What did Jesus look like after the resurrection?
What did Jesus look like after the Resurrection? Why was He hard to recognize? Was he physical or spiritual in appearance?
Once we start reading about Jesus' resurrection after Easter I always wonder why Peter, Mary Magdalane, and other disciplies did not recognize Him. Father James Martin, author of "Jesus: A Pilgrimage" shares the following article and excerpt from his book on this topic:
"What the Risen Christ looked like is hard to pin down. Some of the Gospel stories are confusing on this point, seemingly at odds with one another. In some post-Resurrection stories, Jesus seems distinctly physical. In one instance, he asks for something to eat (Lk 24:41). In another, as we have seen, he shows Thomas his wounds: “Put your finger here and see my hands,” he says (Jn 20:27). Therefore can we conclude that the Risen Christ had a body, and so it was easy for the disciples to recognize him?

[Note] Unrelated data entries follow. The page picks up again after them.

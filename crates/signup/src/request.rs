//! The signup request: tenant onboarding intent tracked through its lifecycle.

use serde::{Deserialize, Serialize};

use onboard_core::{Conditions, DomainResult, ObjectMeta, Resource};

use crate::keys;
use crate::state::SignupState;

/// How the signup is meant to be approved.
#[derive(Debug, Copy, Clone, PartialEq, Eq, Serialize, Deserialize)]
pub enum ApprovalIntent {
    /// An administrator approved the signup explicitly.
    Manual,
    /// Approval is left to the automatic approval policy.
    Automatic,
}

/// Desired state as submitted by the registration front-end (or an admin).
#[derive(Debug, Clone, PartialEq, Eq, Default, Serialize, Deserialize)]
pub struct SignupSpec {
    /// Username as requested by the user; not necessarily name-legal.
    pub username: String,
    #[serde(default)]
    pub given_name: Option<String>,
    #[serde(default)]
    pub family_name: Option<String>,
    #[serde(default)]
    pub company: Option<String>,
    /// Set by an administrator to approve the signup manually.
    #[serde(default)]
    pub approved: bool,
    #[serde(default)]
    pub verification_required: bool,
    /// The account is inside its pre-deactivation grace period.
    #[serde(default)]
    pub deactivating: bool,
    #[serde(default)]
    pub deactivated: bool,
}

#[derive(Debug, Clone, PartialEq, Eq, Default, Serialize, Deserialize)]
pub struct SignupStatus {
    #[serde(default)]
    pub conditions: Conditions,
    /// Name of the provisioned user account once provisioning completed.
    #[serde(default)]
    pub compliant_username: String,
}

#[derive(Debug, Clone, PartialEq, Eq, Serialize, Deserialize)]
pub struct SignupRequest {
    pub metadata: ObjectMeta,
    pub spec: SignupSpec,
    #[serde(default)]
    pub status: SignupStatus,
}

impl Resource for SignupRequest {
    const KIND: &'static str = "SignupRequest";

    fn meta(&self) -> &ObjectMeta {
        &self.metadata
    }

    fn meta_mut(&mut self) -> &mut ObjectMeta {
        &mut self.metadata
    }
}

/// Validated identity metadata required before ban status can be trusted.
#[derive(Debug, Clone, Copy, PartialEq, Eq)]
pub struct SignupIdentity<'a> {
    pub email: &'a str,
    pub email_hash: &'a str,
}

impl SignupRequest {
    pub fn new(name: impl Into<String>, username: impl Into<String>) -> Self {
        Self {
            metadata: ObjectMeta::new(name),
            spec: SignupSpec {
                username: username.into(),
                ..Default::default()
            },
            status: SignupStatus::default(),
        }
    }

    /// Read the email annotation and hash label, failing fast on the first
    /// missing key (annotation first).
    pub fn identity(&self) -> DomainResult<SignupIdentity<'_>> {
        let email = self.metadata.require_annotation(keys::EMAIL_ANNOTATION)?;
        let email_hash = self.metadata.require_label(keys::EMAIL_HASH_LABEL)?;
        Ok(SignupIdentity { email, email_hash })
    }

    pub fn email(&self) -> Option<&str> {
        self.metadata.annotation(keys::EMAIL_ANNOTATION)
    }

    /// Current `state` label; `None` when absent or unparseable.
    pub fn state(&self) -> Option<SignupState> {
        self.metadata
            .label(keys::STATE_LABEL)
            .and_then(|s| s.parse().ok())
    }

    pub fn set_state(&mut self, state: SignupState) {
        self.metadata.set_label(keys::STATE_LABEL, state.as_str());
    }

    pub fn social_event(&self) -> Option<&str> {
        self.metadata.label(keys::SOCIAL_EVENT_LABEL)
    }

    pub fn last_target_cluster(&self) -> Option<&str> {
        self.metadata
            .annotation(keys::LAST_TARGET_CLUSTER_ANNOTATION)
            .filter(|c| !c.is_empty())
    }

    pub fn set_last_target_cluster(&mut self, cluster: &str) {
        self.metadata
            .set_annotation(keys::LAST_TARGET_CLUSTER_ANNOTATION, cluster);
    }

    /// Workspace management is on unless explicitly opted out.
    pub fn manages_workspace(&self) -> bool {
        self.metadata
            .annotation(keys::SKIP_AUTO_CREATE_WORKSPACE_ANNOTATION)
            != Some("true")
    }

    pub fn approval_intent(&self) -> ApprovalIntent {
        if self.spec.approved {
            ApprovalIntent::Manual
        } else {
            ApprovalIntent::Automatic
        }
    }

    pub fn is_deactivating(&self) -> bool {
        self.spec.deactivating
    }

    pub fn is_deactivated(&self) -> bool {
        self.spec.deactivated
    }

    pub fn requires_verification(&self) -> bool {
        self.spec.verification_required
    }

    /// Increment the activation counter annotation.
    ///
    /// A missing annotation starts at 1; a non-integer value is reset to 1 and
    /// reported through the second tuple element.
    pub fn bump_activation_counter(&mut self) -> (u32, bool) {
        let (next, corrupted) = match self.metadata.annotation(keys::ACTIVATION_COUNTER_ANNOTATION) {
            None => (1, false),
            Some(raw) => match raw.parse::<u32>() {
                Ok(current) => (current.saturating_add(1), false),
                Err(_) => (1, true),
            },
        };
        self.metadata
            .set_annotation(keys::ACTIVATION_COUNTER_ANNOTATION, next.to_string());
        (next, corrupted)
    }
}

Not exactly—because in other Gospel passages the disciples have a hard time identifying him at all. As we just saw, on Easter morning Mary Magdalene mistakes him for the gardener, until he says her name. Then suddenly, like the disciples en route to Emmaus, she recognizes him and says, “Rabbouni!” In another appearance the disciples are fishing in the Sea of Galilee and even when Jesus calls to them from the shore, they seem not to know him (or recognize his voice), until they draw closer to the shore. Then suddenly the Beloved Disciple grasps who this is and says to Peter, “It is the Lord!” (As in today's Gospel: Jn 21:1-14). In these cases, it seems that Jesus has a body, but not a recognizable one.

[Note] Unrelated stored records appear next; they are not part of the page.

//! Object metadata: identity, labels, annotations, ownership and lifecycle.

use std::collections::BTreeMap;

use chrono::{DateTime, Utc};
use core::str::FromStr;
use serde::{Deserialize, Serialize};
use uuid::Uuid;

use crate::error::{DomainError, DomainResult};

/// Store-assigned unique identifier of an object instance.
///
/// Two objects created with the same name at different times get different
/// uids, which is what owner references point at.
#[derive(Debug, Copy, Clone, PartialEq, Eq, Hash, PartialOrd, Ord, Serialize, Deserialize)]
#[serde(transparent)]
pub struct ObjectUid(Uuid);

impl ObjectUid {
    /// Create a new identifier.
    ///
    /// Uses UUIDv7 (time-ordered). Prefer passing IDs explicitly in tests
    /// for determinism.
    pub fn new() -> Self {
        Self(Uuid::now_v7())
    }

    pub fn from_uuid(uuid: Uuid) -> Self {
        Self(uuid)
    }

    pub fn as_uuid(&self) -> &Uuid {
        &self.0
    }
}

impl Default for ObjectUid {
    fn default() -> Self {
        Self::new()
    }
}

impl core::fmt::Display for ObjectUid {
    fn fmt(&self, f: &mut core::fmt::Formatter<'_>) -> core::fmt::Result {
        core::fmt::Display::fmt(&self.0, f)
    }
}

impl FromStr for ObjectUid {
    type Err = DomainError;

    fn from_str(s: &str) -> Result<Self, Self::Err> {
        let uuid =
            Uuid::from_str(s).map_err(|e| DomainError::invalid_id(format!("ObjectUid: {e}")))?;
        Ok(Self(uuid))
    }
}

/// Link from a dependent object to the object that owns it.
///
/// Only used for store-level cleanup of orphans; nothing in the reconciler
/// relies on cascading deletes.
#[derive(Debug, Clone, PartialEq, Eq, Serialize, Deserialize)]
pub struct OwnerReference {
    pub kind: String,
    pub name: String,
    pub uid: ObjectUid,
    /// At most one owner reference per object may be the controller.
    pub controller: bool,
}

/// Metadata shared by every stored object.
#[derive(Debug, Clone, PartialEq, Eq, Default, Serialize, Deserialize)]
pub struct ObjectMeta {
    pub name: String,
    #[serde(default)]
    pub uid: Option<ObjectUid>,
    #[serde(default)]
    pub labels: BTreeMap<String, String>,
    #[serde(default)]
    pub annotations: BTreeMap<String, String>,
    #[serde(default)]
    pub owner_references: Vec<OwnerReference>,
    /// Bumped by the store on every write; `0` means "never persisted".
    #[serde(default)]
    pub resource_version: u64,
    #[serde(default)]
    pub creation_timestamp: Option<DateTime<Utc>>,
    /// Set when deletion has been requested but the object still exists.
    #[serde(default)]
    pub deletion_timestamp: Option<DateTime<Utc>>,
}

impl ObjectMeta {
    pub fn new(name: impl Into<String>) -> Self {
        Self {
            name: name.into(),
            ..Default::default()
        }
    }

    pub fn with_label(mut self, key: impl Into<String>, value: impl Into<String>) -> Self {
        self.labels.insert(key.into(), value.into());
        self
    }

    pub fn with_annotation(mut self, key: impl Into<String>, value: impl Into<String>) -> Self {
        self.annotations.insert(key.into(), value.into());
        self
    }

    pub fn label(&self, key: &str) -> Option<&str> {
        self.labels.get(key).map(String::as_str)
    }

    pub fn annotation(&self, key: &str) -> Option<&str> {
        self.annotations.get(key).map(String::as_str)
    }

    /// Fails fast with a named error when the label is absent.
    pub fn require_label(&self, key: &str) -> DomainResult<&str> {
        self.label(key).ok_or_else(|| DomainError::missing_label(key))
    }

    /// Fails fast with a named error when the annotation is absent.
    pub fn require_annotation(&self, key: &str) -> DomainResult<&str> {
        self.annotation(key)
            .ok_or_else(|| DomainError::missing_annotation(key))
    }

    /// Returns the previous value, if any.
    pub fn set_label(&mut self, key: impl Into<String>, value: impl Into<String>) -> Option<String> {
        self.labels.insert(key.into(), value.into())
    }

    pub fn set_annotation(
        &mut self,
        key: impl Into<String>,
        value: impl Into<String>,
    ) -> Option<String> {
        self.annotations.insert(key.into(), value.into())
    }

    pub fn is_being_deleted(&self) -> bool {
        self.deletion_timestamp.is_some()
    }

    /// The owner reference flagged as controller, if any.
    pub fn controller_ref(&self) -> Option<&OwnerReference> {
        self.owner_references.iter().find(|r| r.controller)
    }
}

/// Equality-based label selector (all pairs must match).
#[derive(Debug, Clone, PartialEq, Eq, Default, Serialize, Deserialize)]
pub struct LabelSelector {
    match_labels: BTreeMap<String, String>,
}

impl LabelSelector {
    pub fn new() -> Self {
        Self::default()
    }

    pub fn with(mut self, key: impl Into<String>, value: impl Into<String>) -> Self {
        self.match_labels.insert(key.into(), value.into());
        self
    }

    pub fn matches(&self, labels: &BTreeMap<String, String>) -> bool {
        self.match_labels
            .iter()
            .all(|(k, v)| labels.get(k).is_some_and(|found| found == v))
    }

    pub fn is_empty(&self) -> bool {
        self.match_labels.is_empty()
    }
}

impl core::fmt::Display for LabelSelector {
    fn fmt(&self, f: &mut core::fmt::Formatter<'_>) -> core::fmt::Result {
        let mut first = true;
        for (k, v) in &self.match_labels {
            if !first {
                f.write_str(",")?;
            }
            write!(f, "{k}={v}")?;
            first = false;
        }
        Ok(())
    }
}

But in still other stories Jesus seems distinctly unphysical: he suddenly appears in a locked room (i.e., walking through walls). In the story of Emmaus he simply vanishes in front of their eyes.
What’s going on?
Here we tread on mysterious territory. As we’ve seen, many parts of the Gospel story are familiar to us, and can be more or less understood 2,000 years after they occurred. Even though none of us lives in first-century Galilee, we know what it feels like to be sick, what a farmer does, and what a lily looks like. Most of us have seen a sheep, been on a boat, and had a sick relative. Many of us have been fishing. We’ve all seen violent storms, maybe even over a lake. Many parts of the Gospels are part of our experience.
But the story of Road to Emmaus poses an unanswerable question: What does someone look like after rising from the dead? None of us can say. We are walking on unknown ground, and what we say about his appearance is mere speculation.
Only those who saw the Risen Christ could say what he looked like, and their descriptions, passed along through the Gospels indicate that, above all, it was hard to describe. Theologians sometimes refer to Jesus’s appearance in his “glorified body,” a state that is both physical (he is still has a body) but wonderfully transformed (his new body is unlike other bodies, and is difficult to recognize). It’s a helpful way of thinking about it: there is a body, but it is glorified, created anew by God. And remember that Jesus wasn’t simply “revived,” as if unconscious: this new body will never die.
For me, the seemingly contradictory descriptions (physical/spiritual; recognizable/ unrecognizable; natural/supernatural) indicate two things: the difficulty of describing the most profound of all spiritual experiences, and the unprecedented and non-repeatable quality of what the disciples witnessed. (Not to mention some seemingly contradictory actions by the Risen Christ—for example, asking that Mary not touch him, but inviting Thomas to do just that.)
In the first case, you need only speak with someone who has gone through a life-altering experience to grasp the difficulty in describing what happened. Imagine speaking with a woman who has just given birth. “What was it like?” you might say. “Well, it was wonderful!” she says. So it was joyful. “But also frightening,” she might say. So was it joyful or frightening? “Well…both.” Just as I was writing this chapter a friend wrote to say that her niece had sent her an email after the birth of her first child. It read: “Full of unexplainable love. And exhausted to the bone.”
Some things are difficult to describe, even for the most articulate, and sometimes the descriptions seem contradictory. It’s hard to put big experiences into words.
How much harder it must have been for those who were the first ones—the only ones—to experience the Resurrection first-hand, to describe the greatest event in history. At least in the case of giving birth, there is some precedent. Other mothers can say, “Yes, I know just what you mean,” even if their own experiences differ. But to whom could the disciples appeal when describing Jesus’s appearance?
Their experience of the Risen Christ was unique. So it’s not surprising that the descriptions seem at once convincing and confusing.
Here, at least for me, is another sign of the authenticity of the Gospels. Had the evangelists been concerned with providing air-tight evidence, rather than trying to report what the disciples saw, they would have paid more attention to ensuring that their stories matched.
But the evangelists, as I see it, were more concerned with preserving the authentic experiences of those who saw the Risen Christ, confusing as they might sound to us."